30 thoughts on “Taking a Long, Long, Long Look at Herman’s 9-9-9 Plan

  1. This is just an observation, not an accusation, but it appears to me you are racist. The reason I say that is because you have no problem with any idiotic plan a mulatto president comes up with, but let an actual REAL black man come up with a similar idiotic idea and all hell breaks loose.
    As I said, it’s an observation, not an accusation.

    1. It seems to me you are a racist, given that you will not criticize a plan given by a black man, but have all sort of problems with Barack Obama. Of course, you are a fool as well to ignore facts.

    2. It’s just an observation, not an accusation, but it appears that you are a moron. Not as in “gee, what a moron,” but as in the clinical definition of “moron” circa 1910:

      “”Moron” was coined in 1910 by psychologist Henry H. Goddard from the Ancient Greek word μωρός (moros), which meant “dull” (as opposed to oxy, which meant “sharp”), and used to describe a person with a mental age in adulthood of between 8 and 12 on the Binet scale.

      There’s that whole “If you don’t understand the painting, criticize the frame” problem you have rearing it’s idiotic head again. To believe in authenticity in racial politics is to buy into a big lie. But then, consider who it is that went there. Moron, indeed.

        1. The part where you, playing the role of moron, say

          The reason I say that is because you have no problem with any idiotic plan a mulatto president comes up with, but let an actual REAL black man come up with a similar idiotic idea and all hell breaks loose.

          As if Obama is somehow inauthentic and Cain is authentic. As if their race matters in the creation of economic policy. As if anyone actually other than you identified an equivalence between their economic policies. And as if you have any comprehension of what I’m talking about.

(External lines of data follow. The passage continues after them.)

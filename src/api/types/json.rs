//! JSON extractor that reports rejections in the API error envelope

use axum::{
    extract::{rejection::JsonRejection, FromRequest, Request},
    http::StatusCode,
    Json as AxumJson,
};
use serde::de::DeserializeOwned;

use super::error::ApiError;
use crate::domain::ErrorKind;

/// Wrapper around `axum::Json` whose rejections are `ApiError`s
#[derive(Debug, Clone, Copy, Default)]
pub struct Json<T>(pub T);

impl<T> Json<T> {
    /// Consume the extractor and return the inner value
    pub fn into_inner(self) -> T {
        self.0
    }
}

impl<S, T> FromRequest<S> for Json<T>
where
    T: DeserializeOwned,
    S: Send + Sync,
{
    type Rejection = ApiError;

    async fn from_request(req: Request, state: &S) -> Result<Self, Self::Rejection> {
        match AxumJson::<T>::from_request(req, state).await {
            Ok(AxumJson(value)) => Ok(Json(value)),
            Err(rejection) => Err(ApiError::new(
                rejection_status(&rejection),
                ErrorKind::ValidationError.as_str(),
                format_rejection_message(&rejection),
            )),
        }
    }
}

/// Body problems are client validation errors; transport problems keep axum's status
fn rejection_status(rejection: &JsonRejection) -> StatusCode {
    match rejection {
        JsonRejection::JsonDataError(_) | JsonRejection::JsonSyntaxError(_) => {
            StatusCode::BAD_REQUEST
        }
        _ => rejection.status(),
    }
}

fn format_rejection_message(rejection: &JsonRejection) -> String {
    match rejection {
        JsonRejection::JsonDataError(err) => format!("Invalid JSON data: {}", err.body_text()),
        JsonRejection::JsonSyntaxError(err) => {
            format!("Invalid JSON syntax: {}", err.body_text())
        }
        JsonRejection::MissingJsonContentType(_) => {
            "Missing Content-Type header. Expected 'application/json'.".to_string()
        }
        JsonRejection::BytesRejection(err) => {
            format!("Failed to read request body: {}", err.body_text())
        }
        _ => "Invalid JSON request".to_string(),
    }
}

#[cfg(test)]
mod tests {
    use super::*;
    use axum::body::Body;
    use serde::Deserialize;

    #[derive(Debug, Deserialize)]
    struct Payload {
        email: String,
    }

    fn json_request(body: &'static str) -> Request {
        axum::http::Request::builder()
            .method("POST")
            .uri("/")
            .header("content-type", "application/json")
            .body(Body::from(body))
            .unwrap()
    }

    #[tokio::test]
    async fn test_extracts_valid_body() {
        let Json(payload) = Json::<Payload>::from_request(json_request(r#"{"email":"a@b.co"}"#), &())
            .await
            .unwrap();

        assert_eq!(payload.email, "a@b.co");
    }

    #[tokio::test]
    async fn test_syntax_error_becomes_api_error() {
        let err = Json::<Payload>::from_request(json_request("{not json"), &())
            .await
            .unwrap_err();

        assert_eq!(err.status, StatusCode::BAD_REQUEST);
        assert_eq!(err.code, "VALIDATION_ERROR");
        assert!(err.message.starts_with("Invalid JSON syntax"));
    }

    #[tokio::test]
    async fn test_missing_field_is_data_error() {
        let err = Json::<Payload>::from_request(json_request("{}"), &())
            .await
            .unwrap_err();

        assert_eq!(err.status, StatusCode::BAD_REQUEST);
        assert!(err.message.starts_with("Invalid JSON data"));
    }

    #[tokio::test]
    async fn test_missing_content_type() {
        let request = axum::http::Request::builder()
            .method("POST")
            .uri("/")
            .body(Body::from(r#"{"email":"a@b.co"}"#))
            .unwrap();

        let err = Json::<Payload>::from_request(request, &()).await.unwrap_err();

        assert_eq!(err.status, StatusCode::UNSUPPORTED_MEDIA_TYPE);
    }

    #[test]
    fn test_json_into_inner() {
        assert_eq!(Json(42).into_inner(), 42);
    }
}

          You’re a moron in the 1910 sense of the word.

          1. I understand your denial that it is race based. I’m sure that you never accused anyone of being a racist because they perhaps didn’t support or vote for the mulatto.

            1. No, I reserve the term “racist” for people like you, Orlin, who use the word “mulatto” without understanding it’s origins.

              1. Phil, you are correct, I don’t know the origins of every word, but I’m sure you do. However, that doesn’t mean I don’t know the definition of the word, and clearly, the president is a mulatto,
                And thanks for proving my point that you do call people racists.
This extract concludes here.